No, it is not possible in general. It may be possible in some special cases.

Given x₁, x₂, ... you want to find y = a₁x₁ + a₂x₂ + ... + c so that all the correlations between y and the x's are greater than some target R. Since the correlation is

Corr(y, xi) = Cov(y, xi) / Sqrt[ Var(y) * Var(xi) ]

your constraint is

Cov(y, xi) / Sqrt[ Var(y) * Var(xi) ] > R

which can be rearranged to

Cov(y, xi)² > R² * Var(y) * Var(xi)

and this needs to be true for all i.

Consider the simple case where there are only two columns x₁ and x₂, and further assume that they both have mean zero (so you can ignore the constant c) and variance 1, and that they are uncorrelated. In that case y = a₁x₁ + a₂x₂ and the covariances and variances are

Cov(y, x₁) = a₁
Cov(y, x₂) = a₂
Var(x₁)    = 1
Var(x₂)    = 1
Var(y)     = (a₁)² + (a₂)²

so you need to simultaneously satisfy

(a₁)² > R² * ((a₁)² + (a₂)²)
(a₂)² > R² * ((a₁)² + (a₂)²)

Adding these inequalities together, you get

(a₁)² + (a₂)² > 2 * R² * ((a₁)² + (a₂)²)

which means that in order to satisfy both of the inequalities, you must have R < Sqrt(1/2) (by cancelling common factors on both sides of the inequality). So the very best you could do in this simple case is to choose a₁ = a₂ (the exact value doesn't matter as long as they are equal) and both of the correlations Corr(y,a₁) and Corr(y,a₂) will be equal to 0.707. You cannot achieve correlations higher than this between y and all of the x's simultaneously in this case.

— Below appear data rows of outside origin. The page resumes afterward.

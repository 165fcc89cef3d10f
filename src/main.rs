//! Clinic Site CLI
//!
//! Entry point for the `clinic-site` command-line tool.

use chrono::Utc;
use clap::{Args, Parser, Subcommand};
use clinic_site::auth::sha256_hex;
use clinic_site::editor::display_value;
use clinic_site::site_content::{lookup, ContentPath, FileStore, OverrideStore};
use clinic_site::{
    load_base, AdminGate, AppointmentRequest, ContentField, EditorSession, GateState, Lang,
    ListSection, SiteConfig, SiteRenderer,
};
use serde_json::{Map, Value};
use std::fs;
use std::path::PathBuf;
use std::process;
use tracing::info;
use tracing_subscriber::EnvFilter;

/// Exit code when an editing command runs without a valid admin session
const EXIT_NOT_LOGGED_IN: i32 = 2;

#[derive(Parser)]
#[command(name = "clinic-site")]
#[command(about = "Bilingual clinic site renderer and local content editor", version)]
struct Cli {
    #[command(flatten)]
    global: GlobalArgs,

    #[command(subcommand)]
    command: Commands,
}

#[derive(Args)]
struct GlobalArgs {
    /// Site root holding content.json and site.toml (default: current directory)
    #[arg(long, global = true, default_value = ".")]
    site: PathBuf,

    /// Path to a config file (default: <site>/site.toml when present)
    #[arg(long, short = 'c', global = true)]
    config: Option<PathBuf>,

    /// Directory holding overrides and the admin session
    #[arg(long, global = true)]
    state_dir: Option<PathBuf>,

    /// Log debug output to stderr
    #[arg(long, short = 'v', global = true)]
    verbose: bool,
}

#[derive(Subcommand)]
enum Commands {
    /// Render the site pages with overrides applied
    Render {
        /// Render only this language (plus index.html)
        #[arg(long)]
        lang: Option<Lang>,

        /// Output directory (default: config `output`)
        #[arg(long)]
        out: Option<PathBuf>,
    },

    /// Start an admin session.
    ///
    /// The password hash ships inside the published content document, so
    /// this only keeps casual visitors out of the editor. It is not access
    /// control.
    Login {
        #[arg(long)]
        password: String,
    },

    /// End the admin session
    Logout,

    /// Show whether an admin session is active
    Status,

    /// Print the SHA-256 hash of a password for meta.admin.passwordSha256
    HashPassword {
        password: String,
    },

    /// List editable fields with their effective values
    Fields {
        #[arg(long)]
        lang: Option<Lang>,
    },

    /// Print the effective value at a dotted path ({lang} is substituted)
    Get {
        path: String,

        #[arg(long)]
        lang: Option<Lang>,
    },

    /// Edit a field (see `fields` for ids)
    Set {
        field: ContentField,
        value: String,

        #[arg(long)]
        lang: Option<Lang>,
    },

    /// List the items of a section (services, doctors, testimonials, results)
    Items {
        section: ListSection,

        #[arg(long)]
        lang: Option<Lang>,
    },

    /// Edit one field of one list item
    ItemSet {
        section: ListSection,
        index: usize,
        field: String,
        value: String,

        #[arg(long)]
        lang: Option<Lang>,
    },

    /// Append a template item to a section
    Add {
        section: ListSection,

        #[arg(long)]
        lang: Option<Lang>,
    },

    /// Delete an item from a section
    Delete {
        section: ListSection,
        index: usize,

        #[arg(long)]
        lang: Option<Lang>,
    },

    /// Print the stored overrides
    Preview,

    /// Remove all stored overrides
    Clear,

    /// Write the effective content document as JSON
    Export {
        /// Output file (default: config `export_path`)
        #[arg(long)]
        out: Option<PathBuf>,
    },

    /// Print the mailto: URL the appointment form would open
    Mailto {
        #[arg(long, default_value = "")]
        name: String,

        #[arg(long, default_value = "")]
        phone: String,

        #[arg(long, default_value = "")]
        service: String,

        #[arg(long, default_value = "")]
        message: String,

        #[arg(long)]
        lang: Option<Lang>,
    },
}

fn main() {
    let cli = Cli::parse();
    init_logging(cli.global.verbose);

    // Needs no site or config
    if let Commands::HashPassword { password } = &cli.command {
        run_hash_password(password);
        return;
    }

    let config = load_config(&cli.global);
    let store = FileStore::new(&config.state_dir);

    match cli.command {
        Commands::Render { lang, out } => run_render(&config, &store, lang, out),
        Commands::Login { password } => run_login(&config, &store, &password),
        Commands::Logout => run_logout(&store),
        Commands::Status => run_status(&config, &store),
        Commands::HashPassword { .. } => {}
        Commands::Fields { lang } => run_fields(&config, &store, lang),
        Commands::Get { path, lang } => run_get(&config, &store, &path, lang),
        Commands::Set { field, value, lang } => run_set(&config, &store, field, &value, lang),
        Commands::Items { section, lang } => run_items(&config, &store, section, lang),
        Commands::ItemSet {
            section,
            index,
            field,
            value,
            lang,
        } => run_item_set(&config, &store, section, index, &field, &value, lang),
        Commands::Add { section, lang } => run_add(&config, &store, section, lang),
        Commands::Delete {
            section,
            index,
            lang,
        } => run_delete(&config, &store, section, index, lang),
        Commands::Preview => run_preview(&config, &store),
        Commands::Clear => run_clear(&config, &store),
        Commands::Export { out } => run_export(&config, &store, out),
        Commands::Mailto {
            name,
            phone,
            service,
            message,
            lang,
        } => {
            let request = AppointmentRequest {
                name,
                phone,
                service,
                message,
            };
            run_mailto(&config, &store, &request, lang);
        }
    }
}

fn init_logging(verbose: bool) {
    let filter = if verbose {
        EnvFilter::new("debug")
    } else {
        EnvFilter::try_from_default_env().unwrap_or_else(|_| EnvFilter::new("warn"))
    };
    tracing_subscriber::fmt()
        .with_env_filter(filter)
        .with_writer(std::io::stderr)
        .init();
}

fn load_config(global: &GlobalArgs) -> SiteConfig {
    let cli_layer = global.state_dir.as_ref().map(|dir| {
        let mut layer = Map::new();
        layer.insert(
            "state_dir".to_string(),
            Value::String(dir.to_string_lossy().to_string()),
        );
        Value::Object(layer)
    });

    match SiteConfig::build(&global.site, global.config.as_deref(), cli_layer) {
        Ok(c) => c,
        Err(e) => {
            eprintln!("Error loading config: {}", e);
            process::exit(1);
        }
    }
}

fn load_base_or_exit(config: &SiteConfig) -> Value {
    match load_base(&config.content_path) {
        Ok(doc) => doc,
        Err(e) => {
            eprintln!("Error loading content: {}", e);
            process::exit(1);
        }
    }
}

/// `--lang`, then config `default_lang`, then `meta.defaultLang`.
fn pick_lang(flag: Option<Lang>, config: &SiteConfig, doc: &Value) -> Lang {
    flag.or(config.default_lang)
        .unwrap_or_else(|| Lang::from_document(doc))
}

fn open_editor<'a>(
    config: &SiteConfig,
    store: &'a FileStore,
    lang: Option<Lang>,
) -> EditorSession<&'a FileStore> {
    let base = load_base_or_exit(config);

    if !AdminGate::new(store).is_logged_in(Utc::now()) {
        eprintln!("Not logged in. Run `clinic-site login --password <password>` first.");
        process::exit(EXIT_NOT_LOGGED_IN);
    }

    let lang = pick_lang(lang, config, &base);
    EditorSession::open(base, OverrideStore::new(store), lang)
}

fn exit_on_error<T, E: std::fmt::Display>(result: Result<T, E>) -> T {
    match result {
        Ok(value) => value,
        Err(e) => {
            eprintln!("Error: {}", e);
            process::exit(1);
        }
    }
}

fn run_render(config: &SiteConfig, store: &FileStore, lang: Option<Lang>, out: Option<PathBuf>) {
    let base = load_base_or_exit(config);
    let overrides = OverrideStore::new(store).load();
    let renderer = SiteRenderer::new(&base, &overrides);

    let out_dir = out.unwrap_or_else(|| config.output.clone());
    exit_on_error(fs::create_dir_all(&out_dir));

    let default_lang = config.default_lang.unwrap_or_else(|| renderer.default_lang());
    let langs: Vec<Lang> = match lang {
        Some(l) => vec![l],
        None => Lang::ALL.to_vec(),
    };

    for l in &langs {
        let path = out_dir.join(format!("index.{}.html", l.code()));
        exit_on_error(fs::write(&path, renderer.render(*l)));
        println!("Wrote {}", path.display());
    }

    let index_lang = lang.unwrap_or(default_lang);
    let index = out_dir.join("index.html");
    exit_on_error(fs::write(&index, renderer.render(index_lang)));
    println!("Wrote {} ({})", index.display(), index_lang);
    info!(dir = %out_dir.display(), pages = langs.len() + 1, "site rendered");
}

fn run_login(config: &SiteConfig, store: &FileStore, password: &str) {
    let base = load_base_or_exit(config);
    let gate = AdminGate::new(store);

    match gate.login(&base, password, Utc::now()) {
        Ok(token) => {
            let until = token
                .expires_at_utc()
                .map(|t| t.to_rfc3339())
                .unwrap_or_else(|| token.expires_at.to_string());
            println!("Logged in until {}", until);
        }
        Err(e) => {
            eprintln!("{}", e);
            process::exit(1);
        }
    }
}

fn run_logout(store: &FileStore) {
    exit_on_error(AdminGate::new(store).logout());
    println!("Logged out");
}

fn run_status(config: &SiteConfig, store: &FileStore) {
    let gate = AdminGate::new(store);
    let now = Utc::now();

    match gate.state(now) {
        GateState::LoggedIn => {
            let until = gate
                .token()
                .and_then(|t| t.expires_at_utc())
                .map(|t| t.to_rfc3339())
                .unwrap_or_default();
            println!("Logged in until {}", until);
        }
        GateState::LoggedOut => println!("Logged out"),
    }

    println!();
    println!("Content: {}", config.content_path.display());
    println!("State:   {}", config.state_dir.display());
    println!("Config sources:");
    for source in &config.sources {
        match (&source.path, &source.digest) {
            (Some(path), Some(digest)) => {
                println!("  {:<8} {} (sha256 {})", source.origin, path, digest)
            }
            _ => println!("  {}", source.origin),
        }
    }
}

fn run_hash_password(password: &str) {
    let hash = sha256_hex(password);
    println!("{}", hash);
    println!();
    println!("Paste into meta.admin in content.json:");
    println!("\"passwordSha256\": \"{}\"", hash);
}

fn run_fields(config: &SiteConfig, store: &FileStore, lang: Option<Lang>) {
    let editor = open_editor(config, store, lang);

    println!("Fields ({}):", editor.lang());
    for field in ContentField::ALL {
        let scope = if field.is_localized() {
            editor.lang().code()
        } else {
            "all"
        };
        let value = editor.field_value(field).replace('\n', " | ");
        println!(
            "  {:<24} [{}] {:<28} {}",
            field.id(),
            scope,
            field.label(),
            value
        );
    }
}

fn run_get(config: &SiteConfig, store: &FileStore, path: &str, lang: Option<Lang>) {
    let editor = open_editor(config, store, lang);
    let path: ContentPath = exit_on_error(path.parse());

    match editor.read_working_value(&path) {
        Some(Value::String(s)) => println!("{}", s),
        Some(value) => println!("{}", exit_on_error(serde_json::to_string_pretty(&value))),
        None => {
            eprintln!("No value at {}", path.resolve(editor.lang().code()));
            process::exit(1);
        }
    }
}

fn run_set(config: &SiteConfig, store: &FileStore, field: ContentField, value: &str, lang: Option<Lang>) {
    let mut editor = open_editor(config, store, lang);
    exit_on_error(editor.apply_edit(field, value));
    println!("{} = {}", field.id(), editor.field_value(field).replace('\n', " | "));
    print_preview(&editor);
}

fn run_items(config: &SiteConfig, store: &FileStore, section: ListSection, lang: Option<Lang>) {
    let editor = open_editor(config, store, lang);
    let items = editor.items(section);

    println!("{} ({}, {} items):", section, editor.lang(), items.len());
    for (index, item) in items.iter().enumerate() {
        println!("  #{}", index);
        for field in section.fields() {
            let value = display_value(lookup(item, field.key)).replace('\n', " | ");
            println!("    {:<10} {:<32} {}", field.key, field.label, value);
        }
    }
}

fn run_item_set(
    config: &SiteConfig,
    store: &FileStore,
    section: ListSection,
    index: usize,
    field: &str,
    value: &str,
    lang: Option<Lang>,
) {
    let mut editor = open_editor(config, store, lang);
    exit_on_error(editor.apply_item_edit(section, index, field, value));
    println!("{}[{}].{} updated", section, index, field);
    print_preview(&editor);
}

fn run_add(config: &SiteConfig, store: &FileStore, section: ListSection, lang: Option<Lang>) {
    let mut editor = open_editor(config, store, lang);
    let len = exit_on_error(editor.add_item(section));
    println!("Added {} item #{}", section, len - 1);
    print_preview(&editor);
}

fn run_delete(config: &SiteConfig, store: &FileStore, section: ListSection, index: usize, lang: Option<Lang>) {
    let mut editor = open_editor(config, store, lang);
    exit_on_error(editor.delete_item(section, index));
    println!("Deleted {} item #{}", section, index);
    print_preview(&editor);
}

fn run_preview(config: &SiteConfig, store: &FileStore) {
    let editor = open_editor(config, store, None);
    println!("{}", editor.preview());
}

fn run_clear(config: &SiteConfig, store: &FileStore) {
    let mut editor = open_editor(config, store, None);
    exit_on_error(editor.clear());
    println!("Overrides cleared");
}

fn run_export(config: &SiteConfig, store: &FileStore, out: Option<PathBuf>) {
    let editor = open_editor(config, store, None);
    let path = out.unwrap_or_else(|| config.export_path.clone());
    exit_on_error(editor.export(&path));
    println!("Exported {}", path.display());
}

fn run_mailto(config: &SiteConfig, store: &FileStore, request: &AppointmentRequest, lang: Option<Lang>) {
    let base = load_base_or_exit(config);
    let overrides = OverrideStore::new(store).load();
    let renderer = SiteRenderer::new(&base, &overrides);
    let lang = pick_lang(lang, config, renderer.effective());
    println!("{}", renderer.appointment_mailto(lang, request));
}

fn print_preview<S: clinic_site::site_content::KeyValueStore>(editor: &EditorSession<S>) {
    println!();
    println!("Overrides:");
    println!("{}", editor.preview());
}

For the more general case with n columns (each of which has mean zero, variance 1 and zero correlation between columns) you cannot simultaneously achieve correlations greater than 1 / sqrt(n) (as pointed out in the comments by @kazemakase).

In general, the more independent variables there are, the lower the correlation you will be able to achieve between y and the x's. Also (although I haven't mentioned it above) the correlations between the x's matter. If they are in general positively correlated, you will be able to achieve a higher target correlation between y and the x's. If they are in general uncorrelated or negatively correlated, you will only be able to achieve low correlations between y and the x's.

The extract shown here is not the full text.